People can get defensive and say, “when I look at talent I don’t see men, I don’t see women, I don’t see white, I don’t see black”, but that’s much easier said than done. We can’t help seeing these differences and often we’re not aware of factoring this demographic information into our assessment. It’s a slippery slope from talking about individual differences in talent and brilliance, to having a field where there are group-level differences in the extent to which people feel valued and welcomed and encouraged.
TP: How can you show this is a cause, rather than just a correlation?
AC: That was one of our goals in the paper that I just mentioned, where we randomly assigned men and women to read different job ads and saw that women’s interest was undermined by talk of brilliance. Those were experiments, which allow us to make claims about causation.
In the original study [published in Science], which was not an experiment, we tried to rule out plausible alternative explanations. We asked participants a number of other things about their fields, such as how many hours a week one puts in, both on and off campus. So maybe in some fields you need to spend a lot of time on campus, in a lab perhaps, and that might be more of an obstacle to women. The idea being that women have a different preference for a work-life balance, probably in part because women still have to carry the brunt of child rearing. But we didn’t actually find that the number of hours that one has to spend on campus was predictive of women’s representation.

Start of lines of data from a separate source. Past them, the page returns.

//! Cellular grid and Moore neighborhood.
//!
//! The population is a fixed M×N lattice of cells, each owning one
//! allocation and its evaluated cost. Edges are hard boundaries — there is
//! no wraparound, so corner cells see 3 neighbors, edge cells 5, interior
//! cells 8. That asymmetry is part of the algorithm, not an artifact.

use serde::{Deserialize, Serialize};

use crate::error::PcaError;
use crate::models::{Allocation, CostMatrix};

/// One grid position: a candidate allocation and its exact cost.
///
/// Cells are replaced, never mutated in place; the stored cost is always
/// the recomputation of the stored allocation.
#[derive(Debug, Clone, PartialEq, Serialize, Deserialize)]
pub struct Cell {
    /// Candidate solution held at this position.
    pub allocation: Allocation,
    /// `CostMatrix::evaluate` of that allocation.
    pub cost: f64,
}

/// Fixed-size lattice of cells, row-major.
#[derive(Debug, Clone)]
pub struct Grid {
    rows: usize,
    cols: usize,
    cells: Vec<Cell>,
}

impl Grid {
    /// Seeds a grid with uniformly random allocations evaluated against
    /// `matrix`.
    pub fn random<R: rand::Rng>(
        rows: usize,
        cols: usize,
        matrix: &CostMatrix,
        rng: &mut R,
    ) -> Result<Self, PcaError> {
        let mut cells = Vec::with_capacity(rows * cols);
        for _ in 0..rows * cols {
            let allocation = Allocation::random(matrix.num_tasks(), rng);
            let cost = matrix.evaluate(&allocation)?;
            cells.push(Cell { allocation, cost });
        }
        Ok(Self { rows, cols, cells })
    }

    /// Rebuilds a grid of the same shape from a fully computed cell vector.
    pub(crate) fn from_cells(rows: usize, cols: usize, cells: Vec<Cell>) -> Self {
        debug_assert_eq!(cells.len(), rows * cols);
        Self { rows, cols, cells }
    }

    /// Row count (M).
    pub fn rows(&self) -> usize {
        self.rows
    }

    /// Column count (N).
    pub fn cols(&self) -> usize {
        self.cols
    }

    /// Cell at `(x, y)`, `x` indexing rows and `y` columns.
    pub fn cell(&self, x: usize, y: usize) -> &Cell {
        &self.cells[x * self.cols + y]
    }

    /// All cells in row-major order.
    pub fn cells(&self) -> impl Iterator<Item = &Cell> {
        self.cells.iter()
    }

    /// Moore neighborhood of `(x, y)`: the up-to-8 adjacent cells, clipped
    /// at the grid boundary. Empty on a 1×1 grid.
    pub fn neighbors(&self, x: usize, y: usize) -> Vec<&Cell> {
        let mut out = Vec::with_capacity(8);
        for dx in -1i64..=1 {
            for dy in -1i64..=1 {
                if dx == 0 && dy == 0 {
                    continue;
                }
                let nx = x as i64 + dx;
                let ny = y as i64 + dy;
                if nx >= 0 && nx < self.rows as i64 && ny >= 0 && ny < self.cols as i64 {
                    out.push(self.cell(nx as usize, ny as usize));
                }
            }
        }
        out
    }

    /// Minimum-cost cell of the grid.
    ///
    /// Grids are non-empty by construction (dimensions validated > 0).
    pub fn best(&self) -> &Cell {
        self.cells
            .iter()
            .min_by(|a, b| a.cost.total_cmp(&b.cost))
            .expect("grid has at least one cell")
    }
}
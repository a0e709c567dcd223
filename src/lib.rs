//! Parallel cellular algorithm for task-resource assignment.
//!
//! Maps each of N tasks to a distinct resource so that total assignment
//! cost is minimized. Candidate solutions (permutations of resource
//! indices) sit on a 2-D grid; each generation, every cell takes one
//! directed swap toward its best Moore neighbor, mutates with a small
//! probability, and keeps the result only on strict improvement. A running
//! incumbent records the best allocation seen across all generations.
//!
//! # Modules
//!
//! - **`models`**: Domain types — `CostMatrix`, `Allocation`
//! - **`pca`**: The cellular engine — `Grid`, `Cell`, perturbation
//!   operators, `PcaEngine`, `PcaConfig`
//! - **`validation`**: Fail-fast configuration checks
//! - **`error`**: `ConfigError`, `PcaError`
//!
//! # Example
//!
//! ```
//! use pca_alloc::models::CostMatrix;
//! use pca_alloc::pca::{PcaConfig, PcaEngine};
//!
//! let matrix = CostMatrix::new(vec![
//!     vec![8.0, 6.0, 10.0],
//!     vec![7.0, 5.0, 9.0],
//!     vec![9.0, 8.0, 4.0],
//! ])?;
//! let config = PcaConfig { seed: Some(42), ..PcaConfig::default() };
//! let outcome = PcaEngine::new(&matrix, config)?.run_seeded()?;
//! assert!(outcome.best.cost >= 17.0);
//! # Ok::<(), pca_alloc::error::PcaError>(())
//! ```
//!
//! # References
//!
//! - Alba & Dorronsoro (2008), "Cellular Genetic Algorithms"
//! - Talbi (2009), "Metaheuristics: From Design to Implementation"

pub mod error;
pub mod models;
pub mod pca;
pub mod validation;
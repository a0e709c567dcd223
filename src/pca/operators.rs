//! Perturbation operators over allocations.
//!
//! Both operators exchange two existing assignments rather than overwrite,
//! so the permutation invariant is preserved by construction:
//!
//! - [`random_swap`]: undirected mutation — two random tasks trade resources.
//! - [`swap_first_difference`]: directed attraction — one step toward a
//!   target allocation, fixing the first disagreeing position.

use rand::Rng;

use crate::models::Allocation;

/// Swaps the resources of two distinct, uniformly chosen tasks.
///
/// Returns the input unchanged for fewer than two tasks. Otherwise the
/// result differs from the input in exactly two positions (all resource
/// values are distinct under the permutation invariant).
pub fn random_swap<R: Rng>(allocation: &Allocation, rng: &mut R) -> Allocation {
    let len = allocation.len();
    let mut out = allocation.clone();
    if len < 2 {
        return out;
    }
    // Sample two indices without replacement.
    let i = rng.random_range(0..len);
    let mut j = rng.random_range(0..len - 1);
    if j >= i {
        j += 1;
    }
    out.swap(i, j);
    out
}

/// Moves `source` one step toward `target`.
///
/// Scans tasks in index order for the first position where the two
/// allocations disagree, then swaps that task's resource with the task
/// currently holding `target`'s resource for it. After the swap the scanned
/// position agrees with `target`; when the two positions form a 2-cycle the
/// counterpart position ends up agreeing as well. Repeated application
/// reaches `target` in at most `len - 1` steps. Equal inputs come back
/// unchanged.
pub fn swap_first_difference(source: &Allocation, target: &Allocation) -> Allocation {
    let mut out = source.clone();
    for i in 0..source.len() {
        if source.resource_for(i) != target.resource_for(i) {
            // The wanted resource is held by some other task; invariant
            // guarantees it exists.
            if let Some(j) = out.position_of(target.resource_for(i)) {
                out.swap(i, j);
            }
            break;
        }
    }
    out
}
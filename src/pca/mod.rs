//! Parallel cellular algorithm.
//!
//! The population lives on a small 2-D lattice; each cell improves its
//! candidate by imitating the best allocation in its Moore neighborhood
//! (one directed swap per generation) plus occasional random mutation,
//! with strict-improvement acceptance. Updates are synchronous: every
//! generation is built from a frozen read of the previous one.
//!
//! # Submodules
//!
//! - [`operators`]: `random_swap` and `swap_first_difference`
//!
//! # Reference
//! - Alba & Dorronsoro (2008), "Cellular Genetic Algorithms"
//! - Talbi (2009), "Metaheuristics: From Design to Implementation", Ch. 3

mod engine;
mod grid;
pub mod operators;

pub use engine::{GenerationSnapshot, Incumbent, PcaConfig, PcaEngine, RunOutcome};
pub use grid::{Cell, Grid};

Another variable we measured is how selective a field is — what proportion of PhD applicants were accepted. Assuming for the sake of argument that men are more intellectually gifted than women, then you should find that more selective fields have more men in them. We didn’t find that either.

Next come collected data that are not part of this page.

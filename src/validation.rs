//! Run-configuration validation.
//!
//! Checks a [`PcaConfig`] before any generation executes. Detects:
//! - Zero grid dimensions
//! - Mutation probability outside `[0, 1]` (or non-finite)
//! - Zero iteration budget
//!
//! Cost-matrix shape problems are caught earlier, by
//! [`CostMatrix::new`](crate::models::CostMatrix::new). All detected
//! problems are reported together rather than stopping at the first.

use crate::error::ConfigError;
use crate::pca::PcaConfig;

/// Validation result: `Ok(())` or every detected problem.
pub type ValidationResult = Result<(), Vec<ConfigError>>;

/// Validates a run configuration.
///
/// # Returns
/// `Ok(())` if all checks pass, `Err(errors)` with all detected issues.
pub fn validate(config: &PcaConfig) -> ValidationResult {
    let mut errors = Vec::new();

    if config.grid_rows == 0 || config.grid_cols == 0 {
        errors.push(ConfigError::InvalidGridDimensions {
            rows: config.grid_rows,
            cols: config.grid_cols,
        });
    }

    let p = config.mutation_probability;
    if !p.is_finite() || !(0.0..=1.0).contains(&p) {
        errors.push(ConfigError::InvalidMutationProbability { value: p });
    }

    if config.max_iterations == 0 {
        errors.push(ConfigError::InvalidIterationCount);
    }

    if errors.is_empty() { Ok(()) } else { Err(errors) }
}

TP: Or could selectivity make a field more accessible to women by removing an element of prejudice…?
AC: That’s an interesting one. Actually, when we looked at that variable there wasn’t a significant relationship — but the relationship was in the direction of fields that are more selective having more women in them. We also wondered whether some fields were more selective because they had bigger pools of candidates but perhaps they weren’t as high quality as others. So we also adjusted for the average GRE score, the standardised test that people take when applying for a PhD. That didn’t really change any of the conclusions either.
TP: How could we find out if this mechanism is at work in other fields, such as architecture?

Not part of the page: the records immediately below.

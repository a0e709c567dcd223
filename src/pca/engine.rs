//! PCA generation loop.
//!
//! Drives the search: seed a random grid, then for a fixed number of
//! generations rebuild it synchronously — every cell computes its candidate
//! from a frozen read of the previous generation, so no cell observes
//! another cell's new value. Per cell: pick a minimum-cost Moore neighbor
//! (ties broken uniformly at random), take one `swap_first_difference` step
//! toward it, mutate with probability `p_mut`, and accept only strict cost
//! improvements.
//!
//! # Reference
//! Alba & Dorronsoro (2008), "Cellular Genetic Algorithms"

use rand::Rng;
use rand::SeedableRng;
use rand::rngs::SmallRng;
use rand::seq::IndexedRandom;
use serde::{Deserialize, Serialize};
use tracing::{debug, info};

use crate::error::PcaError;
use crate::models::{Allocation, CostMatrix};
use crate::validation;

use super::grid::{Cell, Grid};
use super::operators::{random_swap, swap_first_difference};

/// Run parameters. Defaults mirror the reference configuration:
/// 3×3 grid, 5 generations, 10% mutation probability.
#[derive(Debug, Clone, PartialEq, Serialize, Deserialize)]
pub struct PcaConfig {
    /// Grid rows (M).
    pub grid_rows: usize,
    /// Grid columns (N).
    pub grid_cols: usize,
    /// Fixed generation budget; the loop always runs it in full.
    pub max_iterations: usize,
    /// Per-cell probability of applying `random_swap` after attraction.
    pub mutation_probability: f64,
    /// Seed for reproducible runs; `None` seeds from the OS.
    pub seed: Option<u64>,
}

impl Default for PcaConfig {
    fn default() -> Self {
        Self {
            grid_rows: 3,
            grid_cols: 3,
            max_iterations: 5,
            mutation_probability: 0.1,
            seed: None,
        }
    }
}

/// Lowest-cost allocation observed so far, across all generations.
///
/// Always a deep copy — never aliases a cell a later generation overwrites.
#[derive(Debug, Clone, PartialEq, Serialize, Deserialize)]
pub struct Incumbent {
    /// Best allocation seen.
    pub allocation: Allocation,
    /// Its total cost; non-increasing over the run.
    pub cost: f64,
}

/// State of the grid after one generation, for tracing and reporting.
#[derive(Debug, Clone, PartialEq)]
pub struct GenerationSnapshot {
    /// 1-based generation number.
    pub generation: usize,
    /// Every cell in row-major order.
    pub cells: Vec<Cell>,
    /// Running best as of this generation.
    pub incumbent: Incumbent,
}

/// Result of a completed run: the final best plus the full trace.
#[derive(Debug, Clone, PartialEq)]
pub struct RunOutcome {
    /// Lowest-cost allocation found.
    pub best: Incumbent,
    /// One snapshot per generation, in order.
    pub generations: Vec<GenerationSnapshot>,
}

/// Parallel cellular optimizer for one assignment problem.
///
/// Holds the cost matrix and validated configuration; each call to
/// [`run`](Self::run) is an independent search, so one engine can be reused
/// for repeated runs with different rngs.
#[derive(Debug)]
pub struct PcaEngine<'a> {
    matrix: &'a CostMatrix,
    config: PcaConfig,
}

impl<'a> PcaEngine<'a> {
    /// Creates an engine, failing fast on configuration errors before any
    /// generation executes.
    pub fn new(matrix: &'a CostMatrix, config: PcaConfig) -> Result<Self, PcaError> {
        validation::validate(&config).map_err(PcaError::Configuration)?;
        Ok(Self { matrix, config })
    }

    /// The validated configuration.
    pub fn config(&self) -> &PcaConfig {
        &self.config
    }

    /// Runs with an rng built from `config.seed` (OS-seeded when absent).
    pub fn run_seeded(&self) -> Result<RunOutcome, PcaError> {
        let mut rng = match self.config.seed {
            Some(seed) => SmallRng::seed_from_u64(seed),
            None => SmallRng::from_os_rng(),
        };
        self.run(&mut rng)
    }

    /// Runs the full generation budget with a caller-supplied rng.
    ///
    /// Randomness is consumed once per cell in row-major order, so a given
    /// rng state reproduces the trace exactly.
    pub fn run<R: Rng>(&self, rng: &mut R) -> Result<RunOutcome, PcaError> {
        let mut grid = Grid::random(self.config.grid_rows, self.config.grid_cols, self.matrix, rng)?;

        let seed_best = grid.best();
        let mut best = Incumbent {
            allocation: seed_best.allocation.clone(),
            cost: seed_best.cost,
        };
        info!(
            rows = self.config.grid_rows,
            cols = self.config.grid_cols,
            initial_best = best.cost,
            "grid seeded"
        );

        let mut generations = Vec::with_capacity(self.config.max_iterations);
        for generation in 1..=self.config.max_iterations {
            grid = self.step(&grid, rng)?;

            let grid_best = grid.best();
            if grid_best.cost < best.cost {
                best = Incumbent {
                    allocation: grid_best.allocation.clone(),
                    cost: grid_best.cost,
                };
            }
            info!(
                generation,
                grid_best = grid_best.cost,
                incumbent = best.cost,
                "generation complete"
            );

            generations.push(GenerationSnapshot {
                generation,
                cells: grid.cells().cloned().collect(),
                incumbent: best.clone(),
            });
        }

        Ok(RunOutcome { best, generations })
    }

    /// Builds the next generation from a frozen read of `grid`.
    fn step<R: Rng>(&self, grid: &Grid, rng: &mut R) -> Result<Grid, PcaError> {
        let mut cells = Vec::with_capacity(grid.rows() * grid.cols());
        for x in 0..grid.rows() {
            for y in 0..grid.cols() {
                cells.push(self.update_cell(grid, x, y, rng)?);
            }
        }
        Ok(Grid::from_cells(grid.rows(), grid.cols(), cells))
    }

    /// Computes one cell of the next generation.
    fn update_cell<R: Rng>(
        &self,
        grid: &Grid,
        x: usize,
        y: usize,
        rng: &mut R,
    ) -> Result<Cell, PcaError> {
        let cell = grid.cell(x, y);
        let neighbors = grid.neighbors(x, y);

        // Attraction: one step toward a randomly chosen minimum-cost
        // neighbor. A 1×1 grid has no neighbors; the candidate then starts
        // as a plain copy and only mutation can change it.
        let mut candidate = if neighbors.is_empty() {
            cell.allocation.clone()
        } else {
            let min_cost = neighbors
                .iter()
                .map(|n| n.cost)
                .fold(f64::INFINITY, f64::min);
            let ties: Vec<&Cell> = neighbors
                .into_iter()
                .filter(|n| n.cost == min_cost)
                .collect();
            let chosen = ties
                .choose(rng)
                .expect("tie set contains at least the minimum");
            swap_first_difference(&cell.allocation, &chosen.allocation)
        };
        let mut candidate_cost = self.matrix.evaluate(&candidate)?;

        if rng.random_bool(self.config.mutation_probability) {
            candidate = random_swap(&candidate, rng);
            candidate_cost = self.matrix.evaluate(&candidate)?;
        }

        // Strict improvement only; equal-cost candidates are rejected.
        if candidate_cost < cell.cost {
            debug!(x, y, from = cell.cost, to = candidate_cost, "cell improved");
            Ok(Cell {
                allocation: candidate,
                cost: candidate_cost,
            })
        } else {
            Ok(cell.clone())
        }
    }
}

#[cfg(test)]
mod tests {
    use super::*;
    use crate::error::ConfigError;

    fn demo_matrix() -> CostMatrix {
        CostMatrix::new(vec![
            vec![8.0, 6.0, 10.0],
            vec![7.0, 5.0, 9.0],
            vec![9.0, 8.0, 4.0],
        ])
        .unwrap()
    }

    fn run_with_seed(matrix: &CostMatrix, config: PcaConfig) -> RunOutcome {
        PcaEngine::new(matrix, config).unwrap().run_seeded().unwrap()
    }

    #[test]
    fn test_default_config_matches_reference_constants() {
        let config = PcaConfig::default();
        assert_eq!(config.grid_rows, 3);
        assert_eq!(config.grid_cols, 3);
        assert_eq!(config.max_iterations, 5);
        assert_eq!(config.mutation_probability, 0.1);
        assert_eq!(config.seed, None);
    }

    #[test]
    fn test_new_rejects_invalid_config() {
        let matrix = demo_matrix();
        let config = PcaConfig {
            grid_rows: 0,
            mutation_probability: 2.0,
            ..PcaConfig::default()
        };
        match PcaEngine::new(&matrix, config) {
            Err(PcaError::Configuration(errors)) => {
                assert!(errors.contains(&ConfigError::InvalidGridDimensions { rows: 0, cols: 3 }));
                assert!(
                    errors.contains(&ConfigError::InvalidMutationProbability { value: 2.0 })
                );
            }
            other => panic!("expected configuration error, got {other:?}"),
        }
    }

    #[test]
    fn test_run_produces_one_snapshot_per_generation() {
        let matrix = demo_matrix();
        let outcome = run_with_seed(
            &matrix,
            PcaConfig {
                seed: Some(42),
                ..PcaConfig::default()
            },
        );
        assert_eq!(outcome.generations.len(), 5);
        for (i, snapshot) in outcome.generations.iter().enumerate() {
            assert_eq!(snapshot.generation, i + 1);
            assert_eq!(snapshot.cells.len(), 9);
        }
    }

    #[test]
    fn test_cells_stay_valid_and_costs_stay_exact() {
        let matrix = demo_matrix();
        let outcome = run_with_seed(
            &matrix,
            PcaConfig {
                max_iterations: 20,
                mutation_probability: 0.5,
                seed: Some(7),
                ..PcaConfig::default()
            },
        );
        for snapshot in &outcome.generations {
            for cell in &snapshot.cells {
                assert!(cell.allocation.is_permutation());
                assert_eq!(cell.cost, matrix.evaluate(&cell.allocation).unwrap());
            }
        }
    }

    #[test]
    fn test_incumbent_is_monotone_running_minimum() {
        let matrix = demo_matrix();
        let outcome = run_with_seed(
            &matrix,
            PcaConfig {
                max_iterations: 15,
                seed: Some(3),
                ..PcaConfig::default()
            },
        );
        let mut previous = f64::INFINITY;
        let mut history_min = f64::INFINITY;
        for snapshot in &outcome.generations {
            let grid_min = snapshot
                .cells
                .iter()
                .map(|c| c.cost)
                .fold(f64::INFINITY, f64::min);
            history_min = history_min.min(grid_min);
            assert!(snapshot.incumbent.cost <= previous, "incumbent regressed");
            assert!(snapshot.incumbent.cost <= history_min);
            previous = snapshot.incumbent.cost;
        }
        assert_eq!(outcome.best.cost, previous);
    }

    #[test]
    fn test_reference_matrix_optimum_is_17_by_enumeration() {
        let matrix = demo_matrix();
        let permutations = [
            vec![0, 1, 2],
            vec![0, 2, 1],
            vec![1, 0, 2],
            vec![1, 2, 0],
            vec![2, 0, 1],
            vec![2, 1, 0],
        ];
        let optimum = permutations
            .into_iter()
            .map(|p| matrix.evaluate(&Allocation::new(p)).unwrap())
            .fold(f64::INFINITY, f64::min);
        assert_eq!(optimum, 17.0);
    }

    #[test]
    fn test_best_never_beats_true_optimum_and_some_seed_finds_it() {
        let matrix = demo_matrix();
        let mut found_optimum = false;
        for seed in 0..20 {
            let outcome = run_with_seed(
                &matrix,
                PcaConfig {
                    grid_rows: 4,
                    grid_cols: 4,
                    max_iterations: 20,
                    mutation_probability: 0.2,
                    seed: Some(seed),
                },
            );
            assert!(outcome.best.cost >= 17.0, "reported cost below optimum");
            assert!(outcome.best.allocation.is_permutation());
            if outcome.best.cost == 17.0 {
                found_optimum = true;
            }
        }
        assert!(found_optimum, "no seed out of 20 reached the optimum");
    }

    #[test]
    fn test_single_cell_grid_is_well_defined() {
        let matrix = demo_matrix();
        let outcome = run_with_seed(
            &matrix,
            PcaConfig {
                grid_rows: 1,
                grid_cols: 1,
                max_iterations: 25,
                mutation_probability: 1.0,
                seed: Some(11),
            },
        );
        // No neighbors: attraction is skipped, mutation alone drives the
        // search; invariants must still hold.
        assert!(outcome.best.allocation.is_permutation());
        assert!(outcome.best.cost >= 17.0);
        let mut previous = f64::INFINITY;
        for snapshot in &outcome.generations {
            assert_eq!(snapshot.cells.len(), 1);
            assert!(snapshot.incumbent.cost <= previous);
            previous = snapshot.incumbent.cost;
        }
    }

    #[test]
    fn test_same_seed_reproduces_the_run() {
        let matrix = demo_matrix();
        let config = PcaConfig {
            max_iterations: 10,
            seed: Some(99),
            ..PcaConfig::default()
        };
        let first = run_with_seed(&matrix, config.clone());
        let second = run_with_seed(&matrix, config);
        assert_eq!(first, second);
    }

    #[test]
    fn test_incumbent_does_not_alias_grid_cells() {
        let matrix = demo_matrix();
        let outcome = run_with_seed(
            &matrix,
            PcaConfig {
                max_iterations: 10,
                seed: Some(5),
                ..PcaConfig::default()
            },
        );
        // Earlier snapshots keep their own incumbent copies even though the
        // grid kept evolving afterwards.
        for snapshot in &outcome.generations {
            assert_eq!(
                snapshot.incumbent.cost,
                matrix.evaluate(&snapshot.incumbent.allocation).unwrap()
            );
        }
    }
}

AC: We could look at the messages about architects and brilliance — whether there is a sense that some people just have a gift and those are the ones who become the leading architects of our time. You could do a study of the language used in job ads or by looking at letters of recommendation for a particular job, and seeing whether there are messages that are more likely to be negative for women. There is some research suggesting that there are differences in the language used in letters of recommendation, where men are described as “groundbreaking researchers likely to make the next big discovery”, whereas the women are described as “solid workers”, even when their achievements are quite comparable on paper.
TP: You focused on academia, but could the same mechanism be at work in professions and companies?
AC: Yes, I believe so. There isn’t anything specific about the mechanisms that we’ve identified that would limit their application to academia. In fact, psychologists Mary Murphy and Carol Dweck have done similar work at the level of organizations. When an organization describes itself as focusing on talent and fixed innate traits, that changes how members of the organization present themselves and the extent to which they feel comfortable failing. These are exactly the kinds of mechanisms that would work differently across genders.
TP: How might this influence diversity at different levels within an organization?
AC: We don’t yet have the evidence for that. But you can imagine these beliefs exacerbating as you move up the ranks — the brilliance bar becoming higher and higher and fewer and fewer women being perceived as meeting it. More generally there are other things that present obstacles to women’s participation. As you move up through the ranks, that often coincides with beginning to have a family and unfortunately these are things that still fall more on women’s shoulders than on men’s. So [the brilliance hypothesis] needs to be supplemented with awareness of other structural constraints that might impede women’s progress.
One project that I hope will be published in the next year or so looks at career switches. We find that when you look at what careers women switch in and out of, you find these beliefs about brilliance are a better predictor than many other variables. Women, more so than men, are likely to switch from a field that emphasises the need for brilliance more, and to fields that emphasise it less. So that could be one of the ways in which certain fields end up with fewer and fewer women.
TP: What do you think we need to do differently to improve diversity?
AC: This is the big question and we haven’t yet tackled it head on. I do think the messages that we send to young people are really important. Changing those is an easy first step towards making the environment more welcoming. We were stunned at how early some of these beliefs set in. So if you want to intervene with college age students or graduate school age students, these are individuals who may have held some of these noxious beliefs since the time they were in elementary school.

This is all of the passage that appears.